_What needs to be done_:
Copy out the final stretch of the listing: the line that contains "correct, $0 if wrong" and all lines after it, exactly as they appear.

┌──

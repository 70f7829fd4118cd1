//! Kelly criterion for binary outcomes

use rust_decimal::Decimal;
use rust_decimal_macros::dec;

/// Full Kelly fraction for a binary contract
///
/// For Polymarket binary markets:
/// - Shares pay $1 if correct, $0 if wrong
/// - Odds: b = (1 - price) / price
/// - Kelly fraction: f* = (p*b - q) / b
///
/// Negative results are clamped to zero, as are prices outside (0, 1)
/// and probabilities outside [0, 1].
pub fn full_kelly(probability: Decimal, price: Decimal) -> Decimal {
    if price <= dec!(0) || price >= dec!(1) {
        return dec!(0);
    }
    if probability < dec!(0) || probability > dec!(1) {
        return dec!(0);
    }

    let b = net_odds(price);
    let q = Decimal::ONE - probability;
    let kelly = (probability * b - q) / b;

    kelly.max(dec!(0))
}

/// Net odds received on a win per unit staked at `price`
pub fn net_odds(price: Decimal) -> Decimal {
    (Decimal::ONE - price) / price
}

└──

_Result for this task_:
/// - Shares pay $1 if correct, $0 if wrong
/// - Odds: b = (1 - price) / price
/// - Kelly fraction: f* = (p*b - q) / b
///
/// Negative results are clamped to zero, as are prices outside (0, 1)
/// and probabilities outside [0, 1].
pub fn full_kelly(probability: Decimal, price: Decimal) -> Decimal {
    if price <= dec!(0) || price >= dec!(1) {
        return dec!(0);
    }
    if probability < dec!(0) || probability > dec!(1) {
        return dec!(0);
    }

    let b = net_odds(price);
    let q = Decimal::ONE - probability;
    let kelly = (probability * b - q) / b;

    kelly.max(dec!(0))
}

/// Net odds received on a win per unit staked at `price`
pub fn net_odds(price: Decimal) -> Decimal {
    (Decimal::ONE - price) / price
}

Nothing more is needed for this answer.